In the right hands, it is a powerful commercial engine. In the wrong ones, it erodes autonomy and trust.
Data matching sits at the heart of this ecosystem. It links email engagement with website activity, ties geolocation to transaction history, and infers emotional state from scrolling patterns. It connects disparate signals across platforms and devices, creating a composite of the individual that often knows them better than they know themselves.
From a regulatory standpoint, it’s largely permissible — consent banners are clicked, policies are published, and the compliance boxes are checked. But the real question is less about legality and more about dignity.
The average consumer does not fully grasp how deep the data profiling goes. A mother in Lagos clicks on a baby product and her entire digital environment shifts. A student in Brussels researches mental health, and within hours, he’s categorised, segmented, and retargeted — his vulnerability packaged as an opportunity.
This is not necessarily unethical. But it is unexamined. And that’s the risk.
We have become so accustomed to convenience that we no longer ask what it costs. When personalisation becomes indistinguishable from manipulation, the line between serving the customer and shaping the customer begins to blur.
What’s needed now is not outrage, but awareness. Regulation, while necessary, is only part of the answer. The cultural element — how we think about data, how we respect privacy, how we design digital experiences — is just as critical.
Organisations must move beyond minimal compliance and embrace data ethics as a strategic differentiator. That means transparency over opacity, explanation over fine print, and informed choice over engineered consent. It also means interrogating assumptions: Do we really need this much behavioural data to drive results? Are we offering value in exchange — or merely extracting it?
The next generation of market leaders will be those who treat their customers not as targets, but as partners. They will recognise that trust, once broken, is hard to recover — and that trust, once earned, compounds faster than ad spend ever could.
This conversation belongs in the boardroom as much as in the legal department. It affects customer experience, brand equity, and long-term growth. And as martech becomes more embedded and predictive, so too must our ethical foresight.
Recently, a client in Europe asked me a question that stopped me mid-sentence: “Why do we need to tell customers about this level of tracking? Won’t it just scare them?” I looked across the table and said, “If it scares them, perhaps we need to ask ourselves why we’re doing it.” The room went silent.

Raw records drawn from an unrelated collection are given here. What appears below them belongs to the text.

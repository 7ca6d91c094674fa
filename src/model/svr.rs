//! Linear support-vector regression.

use ndarray::{Array1, Array2};

use crate::model::error::ModelError;
use crate::model::linear::FittedLinear;
use crate::model::{check_training_data, Regressor};

/// Linear SVR with an epsilon-insensitive loss.
///
/// Minimises
/// ```text
/// ||w||² / (2 C n) + mean(max(0, |y - Xw - b| - epsilon))
/// ```
/// by full-batch subgradient descent with step `eta0 / sqrt(t)`, where
/// `eta0` is the target's mean absolute deviation. The iterate with the
/// lowest objective is kept. The bias starts at the target median, so the
/// result is fully deterministic.
#[derive(Clone, Debug)]
pub struct LinearSvr {
    c: f64,
    epsilon: f64,
    max_iter: usize,
}

impl Default for LinearSvr {
    fn default() -> Self {
        Self {
            c: 1.0,
            epsilon: 0.1,
            max_iter: 1000,
        }
    }
}

impl LinearSvr {
    pub fn new(c: f64, epsilon: f64) -> Self {
        Self {
            c,
            epsilon,
            ..Self::default()
        }
    }

    pub fn with_max_iter(mut self, max_iter: usize) -> Self {
        self.max_iter = max_iter;
        self
    }

    fn objective(&self, x: &Array2<f64>, y: &Array1<f64>, w: &Array1<f64>, b: f64) -> f64 {
        let n = y.len() as f64;
        let residual = y - &(x.dot(w) + b);
        let loss = residual
            .iter()
            .map(|r| (r.abs() - self.epsilon).max(0.0))
            .sum::<f64>()
            / n;
        w.dot(w) / (2.0 * self.c * n) + loss
    }
}

fn median(values: &Array1<f64>) -> f64 {
    let mut sorted = values.to_vec();
    sorted.sort_by(f64::total_cmp);
    let mid = sorted.len() / 2;
    if sorted.len() % 2 == 0 {
        (sorted[mid - 1] + sorted[mid]) / 2.0
    } else {
        sorted[mid]
    }
}

impl Regressor for LinearSvr {
    type Fitted = FittedLinear;

    fn fit(&self, x: &Array2<f64>, y: &Array1<f64>) -> Result<FittedLinear, ModelError> {
        check_training_data(x, y)?;
        if self.c <= 0.0 || self.c.is_nan() || self.epsilon < 0.0 {
            return Err(ModelError::InvalidParameter(format!(
                "SVR needs C > 0 and epsilon >= 0, got {} and {}",
                self.c, self.epsilon
            )));
        }

        let (n, p) = x.dim();
        let nf = n as f64;

        let mut w = Array1::<f64>::zeros(p);
        let mut b = median(y);
        let eta0 = (y.iter().map(|v| (v - b).abs()).sum::<f64>() / nf).max(1.0);

        let mut best = (self.objective(x, y, &w, b), w.clone(), b);

        for t in 1..=self.max_iter {
            let residual = y - &(x.dot(&w) + b);
            // Subgradient of the loss term w.r.t. the prediction.
            let signs = residual.mapv(|r| {
                if r > self.epsilon {
                    1.0
                } else if r < -self.epsilon {
                    -1.0
                } else {
                    0.0
                }
            });

            let grad_w = &w / (self.c * nf) - x.t().dot(&signs) / nf;
            let grad_b = -signs.sum() / nf;

            let eta = eta0 / (t as f64).sqrt();
            w.scaled_add(-eta, &grad_w);
            b -= eta * grad_b;

            let objective = self.objective(x, y, &w, b);
            if objective < best.0 {
                best = (objective, w.clone(), b);
            }
        }

        let (objective, coef, intercept) = best;
        if !objective.is_finite() {
            return Err(ModelError::Numerical(
                "SVR objective diverged".to_string(),
            ));
        }
        Ok(FittedLinear::from_parts(coef, intercept))
    }
}
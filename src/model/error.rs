//! Error types for estimator fitting and inference.

use thiserror::Error;

#[derive(Error, Debug, Clone, PartialEq)]
pub enum ModelError {
    #[error("Empty data: {0}")]
    EmptyData(String),

    #[error("Feature mismatch: expected {expected_features} features, got {got_features}")]
    FeatureMismatch {
        expected_features: usize,
        got_features: usize,
    },

    /// Row count of the design matrix differs from the target length.
    #[error("Target mismatch: {rows} rows but {targets} targets")]
    TargetMismatch { rows: usize, targets: usize },

    /// Solver broke down or produced non-finite parameters.
    #[error("Numerical failure: {0}")]
    Numerical(String),

    #[error("Invalid parameter: {0}")]
    InvalidParameter(String),
}

#[cfg(test)]
mod tests {
    use super::*;

    #[test]
    fn test_target_mismatch_display() {
        let err = ModelError::TargetMismatch {
            rows: 4,
            targets: 3,
        };
        assert_eq!(err.to_string(), "Target mismatch: 4 rows but 3 targets");
    }
}
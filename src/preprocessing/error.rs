//! Error types for preprocessing operations.

use thiserror::Error;

/// Error type for preprocessing operations.
#[derive(Error, Debug, Clone, PartialEq)]
pub enum PreprocessingError {
    /// Empty data provided where non-empty was required.
    #[error("Empty data: {0}")]
    EmptyData(String),

    /// Feature dimension mismatch.
    #[error("Feature mismatch: expected {expected_features} features, got {got_features}")]
    FeatureMismatch {
        expected_features: usize,
        got_features: usize,
    },

    /// Input columns are not the ones the transformer was fitted on.
    #[error("Schema mismatch: expected columns {expected:?}, got {got:?}")]
    SchemaMismatch {
        expected: Vec<String>,
        got: Vec<String>,
    },

    /// A numerical input is NaN or infinite.
    #[error("Non-finite value in column '{column}'")]
    NonFinite { column: String },

    /// Unknown category met by an encoder configured to reject it.
    #[error("Unknown category '{category}' in column {column}")]
    UnknownCategory { category: String, column: usize },
}
//! Trained-state slot shared by the predictor and the recommender.
//!
//! The fitted state is an immutable snapshot behind an `Arc`. Readers clone
//! the `Arc` under a short read lock and keep working on it even if a
//! retrain swaps in a new snapshot meanwhile. Training runs are serialized by
//! a separate mutex, so at most one is in flight per slot and the write lock
//! is only held for the pointer swap.

use std::sync::Arc;

use parking_lot::{Mutex, RwLock};
use serde::{Deserialize, Serialize};

/// Externally visible training state.
#[derive(Clone, Copy, Debug, PartialEq, Eq, Serialize, Deserialize)]
pub enum LifecycleState {
    Untrained,
    Training,
    Trained,
}

pub struct ModelSlot<T> {
    current: RwLock<Option<Arc<T>>>,
    training: Mutex<()>,
}

impl<T> Default for ModelSlot<T> {
    fn default() -> Self {
        Self {
            current: RwLock::new(None),
            training: Mutex::new(()),
        }
    }
}

impl<T> ModelSlot<T> {
    pub fn new() -> Self {
        Self::default()
    }

    /// The installed snapshot, if any.
    pub fn snapshot(&self) -> Option<Arc<T>> {
        self.current.read().clone()
    }

    pub fn is_trained(&self) -> bool {
        self.current.read().is_some()
    }

    /// `Training` while a run is in flight, even if an older snapshot is
    /// still being served.
    pub fn state(&self) -> LifecycleState {
        if self.training.is_locked() {
            LifecycleState::Training
        } else if self.is_trained() {
            LifecycleState::Trained
        } else {
            LifecycleState::Untrained
        }
    }

    /// Run `train` and install its result. On error the previous snapshot,
    /// if any, stays in place.
    pub fn retrain<E, F>(&self, train: F) -> Result<Arc<T>, E>
    where
        F: FnOnce() -> Result<T, E>,
    {
        let _guard = self.training.lock();
        Ok(self.install(train()?))
    }

    /// Return the installed snapshot, training first if there is none.
    ///
    /// Concurrent callers that find the slot empty wait for a single run
    /// instead of each starting their own.
    pub fn get_or_train<E, F>(&self, train: F) -> Result<Arc<T>, E>
    where
        F: FnOnce() -> Result<T, E>,
    {
        if let Some(current) = self.snapshot() {
            return Ok(current);
        }
        let _guard = self.training.lock();
        // Another caller may have finished while we waited.
        if let Some(current) = self.snapshot() {
            return Ok(current);
        }
        Ok(self.install(train()?))
    }

    fn install(&self, value: T) -> Arc<T> {
        let value = Arc::new(value);
        *self.current.write() = Some(Arc::clone(&value));
        value
    }
}

#[cfg(test)]
mod tests {
    use super::*;
    use std::sync::atomic::{AtomicUsize, Ordering};
    use std::thread;

    #[test]
    fn test_slot_starts_untrained() {
        let slot: ModelSlot<u32> = ModelSlot::new();
        assert_eq!(slot.state(), LifecycleState::Untrained);
        assert!(slot.snapshot().is_none());
    }

    #[test]
    fn test_retrain_installs_and_replaces() {
        let slot = ModelSlot::new();
        slot.retrain(|| Ok::<_, ()>(1)).unwrap();
        let first = slot.snapshot().unwrap();

        slot.retrain(|| Ok::<_, ()>(2)).unwrap();

        // Old readers keep their snapshot, new readers see the replacement.
        assert_eq!(*first, 1);
        assert_eq!(*slot.snapshot().unwrap(), 2);
        assert_eq!(slot.state(), LifecycleState::Trained);
    }

    #[test]
    fn test_failed_retrain_keeps_previous() {
        let slot = ModelSlot::new();
        slot.retrain(|| Ok::<_, &str>(7)).unwrap();

        assert_eq!(slot.retrain(|| Err::<u32, _>("boom")), Err("boom"));
        assert_eq!(*slot.snapshot().unwrap(), 7);
    }

    #[test]
    fn test_failed_first_train_stays_untrained() {
        let slot: ModelSlot<u32> = ModelSlot::new();
        assert!(slot.retrain(|| Err::<u32, _>(())).is_err());
        assert_eq!(slot.state(), LifecycleState::Untrained);
    }

    #[test]
    fn test_state_reports_training_in_flight() {
        let slot: ModelSlot<u32> = ModelSlot::new();
        let seen = slot
            .retrain(|| Ok::<_, ()>(if slot.state() == LifecycleState::Training { 1 } else { 0 }))
            .unwrap();
        assert_eq!(*seen, 1);
    }

    #[test]
    fn test_get_or_train_runs_once() {
        let slot = Arc::new(ModelSlot::<usize>::new());
        let runs = Arc::new(AtomicUsize::new(0));

        let handles: Vec<_> = (0..8)
            .map(|_| {
                let slot = Arc::clone(&slot);
                let runs = Arc::clone(&runs);
                thread::spawn(move || {
                    *slot
                        .get_or_train(|| {
                            runs.fetch_add(1, Ordering::SeqCst);
                            Ok::<_, ()>(99)
                        })
                        .unwrap()
                })
            })
            .collect();

        for handle in handles {
            assert_eq!(handle.join().unwrap(), 99);
        }
        assert_eq!(runs.load(Ordering::SeqCst), 1);
    }
}
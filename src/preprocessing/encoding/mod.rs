//! Categorical feature encoding transformers.
//!
//! ## OneHotEncoder
//! Converts string categories to indicator columns.
//!
//! ```ignore
//! // Input: [["Sokol"], ["Arbatskaya"]]  (2 samples, 1 categorical feature)
//! // Output: [[0, 1], [1, 0]]            (2 samples, 2 binary features)
//! ```

mod one_hot;

pub use one_hot::{FittedOneHotEncoder, OneHotEncoder};

/// Strategy for handling unknown categories during transform.
#[derive(Clone, Copy, Debug, Default, PartialEq, Eq, serde::Serialize, serde::Deserialize)]
pub enum HandleUnknown {
    /// Raise an error when unknown categories are encountered.
    #[default]
    Error,
    /// Ignore unknown categories (output an all-zero block).
    Ignore,
}
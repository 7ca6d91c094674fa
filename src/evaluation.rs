//! Held-out evaluation of fitted regressors.
//!
//! # Metrics
//!
//! - MSE = mean((y_true - y_pred)^2)
//! - RMSE = sqrt(MSE)
//! - MAE = mean(|y_true - y_pred|)
//! - R² = 1 - SS_res / SS_tot. A constant target gives 1.0 for an exact fit
//!   and 0.0 otherwise.
//! - Relative error = 100 * mean(|y_true - y_pred| / |y_true|), averaged over
//!   rows with a non-zero target. NaN when every target is zero.

use std::collections::BTreeMap;

use ndarray::{Array1, Array2};
use serde::{Deserialize, Serialize};

use crate::model::{FittedRegressor, ModelError};

/// Error measures for one split.
#[derive(Clone, Copy, Debug, PartialEq, Serialize, Deserialize)]
pub struct RegressionMetrics {
    pub mse: f64,
    pub rmse: f64,
    pub mae: f64,
    pub r2: f64,
    pub relative_error_pct: f64,
}

impl RegressionMetrics {
    pub fn compute(y_true: &Array1<f64>, y_pred: &Array1<f64>) -> Result<Self, ModelError> {
        if y_true.len() != y_pred.len() {
            return Err(ModelError::TargetMismatch {
                rows: y_pred.len(),
                targets: y_true.len(),
            });
        }
        if y_true.is_empty() {
            return Err(ModelError::EmptyData(
                "Cannot score an empty split".to_string(),
            ));
        }

        let n = y_true.len() as f64;
        let errors = y_true - y_pred;

        let ss_res: f64 = errors.iter().map(|e| e * e).sum();
        let mse = ss_res / n;
        let mae = errors.iter().map(|e| e.abs()).sum::<f64>() / n;

        let mean_true = y_true.sum() / n;
        let ss_tot: f64 = y_true.iter().map(|t| (t - mean_true).powi(2)).sum();
        let r2 = if ss_tot == 0.0 {
            if ss_res == 0.0 {
                1.0
            } else {
                0.0
            }
        } else {
            1.0 - ss_res / ss_tot
        };

        let (rel_sum, rel_count) = y_true
            .iter()
            .zip(errors.iter())
            .filter(|(t, _)| **t != 0.0)
            .fold((0.0, 0usize), |(sum, count), (t, e)| {
                (sum + (e / t).abs(), count + 1)
            });
        let relative_error_pct = if rel_count == 0 {
            f64::NAN
        } else {
            100.0 * rel_sum / rel_count as f64
        };

        Ok(Self {
            mse,
            rmse: mse.sqrt(),
            mae,
            r2,
            relative_error_pct,
        })
    }
}

/// Train and held-out metrics of one candidate.
#[derive(Clone, Copy, Debug, PartialEq, Serialize, Deserialize)]
pub struct ModelMetrics {
    pub train_mse: f64,
    pub test_mse: f64,
    pub train_rmse: f64,
    pub test_rmse: f64,
    pub train_mae: f64,
    pub test_mae: f64,
    pub train_r2: f64,
    pub test_r2: f64,
    pub train_rel_error: f64,
    pub test_rel_error: f64,
}

impl ModelMetrics {
    pub fn from_splits(train: &RegressionMetrics, test: &RegressionMetrics) -> Self {
        Self {
            train_mse: train.mse,
            test_mse: test.mse,
            train_rmse: train.rmse,
            test_rmse: test.rmse,
            train_mae: train.mae,
            test_mae: test.mae,
            train_r2: train.r2,
            test_r2: test.r2,
            train_rel_error: train.relative_error_pct,
            test_rel_error: test.relative_error_pct,
        }
    }

    /// Entry for a candidate that could not be fitted. It ranks below every
    /// fitted candidate.
    pub fn failed() -> Self {
        Self {
            train_mse: f64::NAN,
            test_mse: f64::NAN,
            train_rmse: f64::NAN,
            test_rmse: f64::NAN,
            train_mae: f64::NAN,
            test_mae: f64::NAN,
            train_r2: f64::NAN,
            test_r2: f64::NEG_INFINITY,
            train_rel_error: f64::NAN,
            test_rel_error: f64::NAN,
        }
    }

    pub fn is_failed(&self) -> bool {
        self.test_r2 == f64::NEG_INFINITY
    }
}

/// Score a fitted model on its training split and its held-out split.
pub fn evaluate<M: FittedRegressor>(
    model: &M,
    x_train: &Array2<f64>,
    y_train: &Array1<f64>,
    x_test: &Array2<f64>,
    y_test: &Array1<f64>,
) -> Result<ModelMetrics, ModelError> {
    let train = RegressionMetrics::compute(y_train, &model.predict(x_train)?)?;
    let test = RegressionMetrics::compute(y_test, &model.predict(x_test)?)?;
    Ok(ModelMetrics::from_splits(&train, &test))
}

/// One row of a [`PerformanceReport`].
#[derive(Clone, Debug, PartialEq, Serialize, Deserialize)]
pub struct ReportEntry {
    pub model: String,
    pub metrics: ModelMetrics,
}

/// Metrics of every candidate from one training run, in comparison order.
#[derive(Clone, Debug, Default, PartialEq, Serialize, Deserialize)]
pub struct PerformanceReport {
    entries: Vec<ReportEntry>,
    selected: Option<String>,
}

impl PerformanceReport {
    pub fn new() -> Self {
        Self::default()
    }

    pub fn push(&mut self, model: impl Into<String>, metrics: ModelMetrics) {
        self.entries.push(ReportEntry {
            model: model.into(),
            metrics,
        });
    }

    pub fn with_selected(mut self, model: impl Into<String>) -> Self {
        self.selected = Some(model.into());
        self
    }

    pub fn get(&self, model: &str) -> Option<&ModelMetrics> {
        self.entries
            .iter()
            .find(|e| e.model == model)
            .map(|e| &e.metrics)
    }

    pub fn entries(&self) -> &[ReportEntry] {
        &self.entries
    }

    /// Candidate names in comparison order.
    pub fn names(&self) -> Vec<&str> {
        self.entries.iter().map(|e| e.model.as_str()).collect()
    }

    /// Name of the candidate that won the comparison.
    pub fn selected(&self) -> Option<&str> {
        self.selected.as_deref()
    }

    pub fn len(&self) -> usize {
        self.entries.len()
    }

    pub fn is_empty(&self) -> bool {
        self.entries.is_empty()
    }

    /// Index of the entry with the highest held-out R². Ties go to the
    /// earliest entry and NaN scores never win.
    pub fn best_index(&self) -> Option<usize> {
        let mut best: Option<(usize, f64)> = None;
        for (i, entry) in self.entries.iter().enumerate() {
            let score = entry.metrics.test_r2;
            if score.is_nan() {
                continue;
            }
            if best.map_or(true, |(_, b)| score > b) {
                best = Some((i, score));
            }
        }
        best.map(|(i, _)| i)
    }

    pub fn to_map(&self) -> BTreeMap<String, ModelMetrics> {
        self.entries
            .iter()
            .map(|e| (e.model.clone(), e.metrics))
            .collect()
    }
}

That silence, I believe, is where the real work begins.
Martech isn’t going away. In fact, it’s becoming more central to digital strategy. But we have a choice in how it evolves. We can design systems that empower or systems that extract. We can serve relevance with respect, or with intrusion.
These, obviously, are evolving-new times. The world where our data knows us better than we know ourselves, the real question is no longer what we can do with it — but what we should.
That’s not a philosophical debate. It’s a strategic one. The businesses that win in the next decade won’t just be the ones with the most data. They’ll be the ones with the most discipline; the most transparency; the most humanity.
That’s the new competitive edge.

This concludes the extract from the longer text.